Vou dar um exemplo pessoal: eu, Mario Sergio, sou de Londrina, cidade agrícola do Paraná; fui alfabetizado em 1960 pela cartilha Caminho Suave que muitos usaram, lembram-se? É uma antiga e boa cartilha, mas, como qualquer livro ou método não é sempre bom, em qualquer lugar e época ou para qualquer pessoa.  Em 1960, em Londrina, na minha cartilha, Eva via uvas, e eu, Mário Sérgio, também as via, porque uva fazia parte da minha realidade.  A questão é que 1960 em Caicó, no sertão de Seridó, no Rio Grande do Norte, também se usava a Caminho Suave, em nome da idéia de que era um método que ser­viria para qualquer aluno.  Em 1960, em Caicó, havia um menino chamado Donizete, que como eu ia ser alfabetizado pela Caminho Suave e, claro, Eva via uvas na cartilha, mas o Donizete não via uvas na realidade dele.  Sabem qual foi o resultado?  No final do ano, o Donizete não estava alfabetizado, porque uva não fazia sentido para ele.

O que fizeram para resolver o problema do Donizete?  Nada, repetiu o ano, e, com, a mesma cartilha, Eva continuou vendo uvas, mas o Donizete continuou sem vê-las, o que o fez repetir a série pela terceira vez, com a mesma Eva vendo uvas e ele sem vê-las. Sabem qual foi a conseqüência?  No final do ano o Donizete foi reprovado e o pai o tirou da escola dizendo: "O meu filho não dá para o estudo e agora vai trabalhar".  E o Donizete saiu da escola, crente que era um “burro" e a professora, sem perceber, ainda deixava transparecer esta idéia.

Contei este fato do Donizete com a Caminho Suave, mas poderia acontecer com outra cartilha.  Em Minas Gerais e no interior de São Paulo era (e, em alguns lugares, ainda é) usada  a Cartilha do Sodré, que, como qualquer livro, não é sempre bom para qualquer pessoa, em qualquer lugar e época.  

Nesta cartilha, lá pelas tantas, se ensina a criança a noção de encontro consonantal e com o exemplo do encontro da consoante D com a consoante R, a palavra e o desenho para esta criança aprender é de um dromedário!
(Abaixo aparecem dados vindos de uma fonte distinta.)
impl Outbound {
    /// Message kind recorded in the inbox for this envelope.
    pub fn kind(&self) -> MessageKind {
        match self {
            Self::Text { .. } => MessageKind::Text,
            Self::Media { kind, .. } => match kind {
                MediaKind::Image => MessageKind::Image,
                MediaKind::Video => MessageKind::Video,
                MediaKind::Audio => MessageKind::Audio,
                MediaKind::Document => MessageKind::Document,
            },
            Self::Template { .. } => MessageKind::Template,
            Self::Buttons { .. } | Self::List { .. } | Self::FlowCta { .. } => {
                MessageKind::Interactive
            }
            Self::Catalog { .. } => MessageKind::Catalog,
        }
    }

    /// Body text recorded in the inbox and used for conversation previews.
    pub fn preview_body(&self) -> String {
        match self {
            Self::Text { body } => body.clone(),
            Self::Media { caption, kind, .. } => caption
                .clone()
                .unwrap_or_else(|| format!("[{}]", kind.as_str())),
            Self::Template { name, .. } => format!("[template: {}]", name),
            Self::Buttons { body, .. } | Self::List { body, .. } | Self::FlowCta { body, .. } => {
                body.clone()
            }
            Self::Catalog { body, .. } => body.clone(),
        }
    }

    /// Builds the Cloud API `/messages` payload for this envelope.
    pub fn to_payload(&self, to: &str) -> Value {
        match self {
            Self::Text { body } => json!({
                "messaging_product": "whatsapp",
                "recipient_type": "individual",
                "to": to,
                "type": "text",
                "text": { "body": body, "preview_url": true }
            }),
            Self::Media {
                kind,
                source,
                caption,
                file_name,
            } => {
                let mut media = Map::new();
                match source {
                    MediaSource::Link(url) => {
                        media.insert("link".to_string(), json!(url));
                    }
                    MediaSource::ProviderId(id) => {
                        media.insert("id".to_string(), json!(id));
                    }
                }
                // Audio payloads accept no caption.
                if *kind != MediaKind::Audio {
                    if let Some(c) = caption {
                        if !c.is_empty() {
                            media.insert("caption".to_string(), json!(c));
                        }
                    }
                }
                if *kind == MediaKind::Document {
                    if let Some(f) = file_name {
                        if !f.is_empty() {
                            media.insert("filename".to_string(), json!(f));
                        }
                    }
                }
                let mut payload = Map::new();
                payload.insert("messaging_product".to_string(), json!("whatsapp"));
                payload.insert("recipient_type".to_string(), json!("individual"));
                payload.insert("to".to_string(), json!(to));
                payload.insert("type".to_string(), json!(kind.as_str()));
                payload.insert(kind.as_str().to_string(), Value::Object(media));
                Value::Object(payload)
            }
            Self::Template {
                name,
                language,
                components,
            } => json!({
                "messaging_product": "whatsapp",
                "to": to,
                "type": "template",
                "template": {
                    "name": name,
                    "language": { "code": language },
                    "components": sanitize_template_components(components),
                }
            }),
            Self::Buttons { body, buttons } => {
                let rendered: Vec<Value> = buttons
                    .iter()
                    .take(3)
                    .map(|(id, title)| {
                        json!({
                            "type": "reply",
                            "reply": { "id": id, "title": title }
                        })
                    })
                    .collect();
                json!({
                    "messaging_product": "whatsapp",
                    "recipient_type": "individual",
                    "to": to,
                    "type": "interactive",
                    "interactive": {
                        "type": "button",
                        "body": { "text": body },
                        "action": { "buttons": rendered }
                    }
                })
            }
            Self::List {
                body,
                button_label,
                sections,
            } => {
                let rendered: Vec<Value> = sections
                    .iter()
                    .map(|(title, rows)| {
                        let rows: Vec<Value> = rows
                            .iter()
                            .map(|(id, row_title, description)| {
                                let mut row = Map::new();
                                row.insert("id".to_string(), json!(id));
                                row.insert("title".to_string(), json!(truncate(row_title, 24)));
                                if !description.is_empty() {
                                    row.insert(
                                        "description".to_string(),
                                        json!(truncate(description, 72)),
                                    );
                                }
                                Value::Object(row)
                            })
                            .collect();
                        json!({ "title": truncate(title, 24), "rows": rows })
                    })
                    .collect();
                json!({
                    "messaging_product": "whatsapp",
                    "recipient_type": "individual",
                    "to": to,
                    "type": "interactive",
                    "interactive": {
                        "type": "list",
                        "body": { "text": body },
                        "action": {
                            "button": truncate(button_label, 20),
                            "sections": rendered
                        }
                    }
                })
            }
            Self::FlowCta {
                body,
                cta,
                flow_id,
                flow_token,
                screen,
            } => json!({
                "messaging_product": "whatsapp",
                "recipient_type": "individual",
                "to": to,
                "type": "interactive",
                "interactive": {
                    "type": "flow",
                    "body": { "text": body },
                    "action": {
                        "name": "flow",
                        "parameters": {
                            "flow_message_version": "3",
                            "flow_id": flow_id,
                            "flow_token": flow_token,
                            "flow_cta": cta,
                            "flow_action": "navigate",
                            "flow_action_payload": { "screen": screen }
                        }
                    }
                }
            }),
            Self::Catalog {
                body,
                catalog_id,
                section_title,
                product_ids,
            } => {
                let items: Vec<Value> = product_ids
                    .iter()
                    .map(|id| json!({ "product_retailer_id": id }))
                    .collect();
                json!({
                    "messaging_product": "whatsapp",
                    "recipient_type": "individual",
                    "to": to,
                    "type": "interactive",
                    "interactive": {
                        "type": "product_list",
                        "body": { "text": body },
                        "action": {
                            "catalog_id": catalog_id,
                            "sections": [{ "title": section_title, "product_items": items }]
                        }
                    }
                })
            }
        }
    }
}

fn truncate(s: &str, max: usize) -> String {
    if s.chars().count() <= max {
        s.to_string()
    } else {
        s.chars().take(max).collect()
    }
}

const HEADER_PARAM_TYPES: [&str; 4] = ["image", "video", "document", "text"];

/// Drops malformed template components instead of letting the provider
/// reject the whole send:
/// - components without parameters are removed entirely;
/// - header components keep only a first parameter typed image/video/
///   document/text;
/// - body components keep only typed text parameters;
/// - button components require `sub_type` and `index`.
pub fn sanitize_template_components(components: &[Value]) -> Vec<Value> {
    let mut out = Vec::new();
    for component in components {
        let Some(kind) = component.get("type").and_then(|t| t.as_str()) else {
            continue;
        };
        let params: Vec<Value> = component
            .get("parameters")
            .and_then(|p| p.as_array())
            .cloned()
            .unwrap_or_default();
        match kind {
            "header" => {
                let valid = params
                    .first()
                    .and_then(|p| p.get("type"))
                    .and_then(|t| t.as_str())
                    .map(|t| HEADER_PARAM_TYPES.contains(&t))
                    .unwrap_or(false);
                if valid {
                    out.push(json!({ "type": "header", "parameters": [params[0].clone()] }));
                }
            }
            "body" => {
                let texts: Vec<Value> = params
                    .into_iter()
                    .filter(|p| {
                        p.get("type").and_then(|t| t.as_str()) == Some("text")
                            && p.get("text").is_some()
                    })
                    .collect();
                if !texts.is_empty() {
                    out.push(json!({ "type": "body", "parameters": texts }));
                }
            }
            "button" => {
                if component.get("sub_type").is_some()
                    && component.get("index").is_some()
                    && !params.is_empty()
                {
                    out.push(component.clone());
                }
            }
            _ => {
                if !params.is_empty() {
                    out.push(component.clone());
                }
            }
        }
    }
    out
}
Na realidade brasileira (ainda mais a interiorana do passado) um ser estranho.  Para ensinar dígrafo (muito mais complicado, pois parece encontro consonantal sem sê-lo), a cartilha exemplificava o LH com a palavra (e desenho) lhama, um ser que dificilmente encontraríamos fora dos Andes.

Sabem qual foi a conseqüência?  Eu, Mario Sergio, em Londrina ano de 1960, filho de uma professora com um bancário, poderia nunca ter encontrado com uva, Ihama, dromedário, que não haveria problema, porque meus pais eram alfabetizados, em casa se lia jornal e se viajava (um dos melhores meios de aprender), ia-se ao cinema e no círculo de amizade todos os pais dos meus colegas tinham o mesmo nível de escolaridade.  Portanto, caso eu não visse, não me faria falta mas, e para o Donizete?  Sabem qual foi a conseqüência?  Ele que nunca viu uva, lhama, dromedário foi reprovado várias vezes e saiu da escola.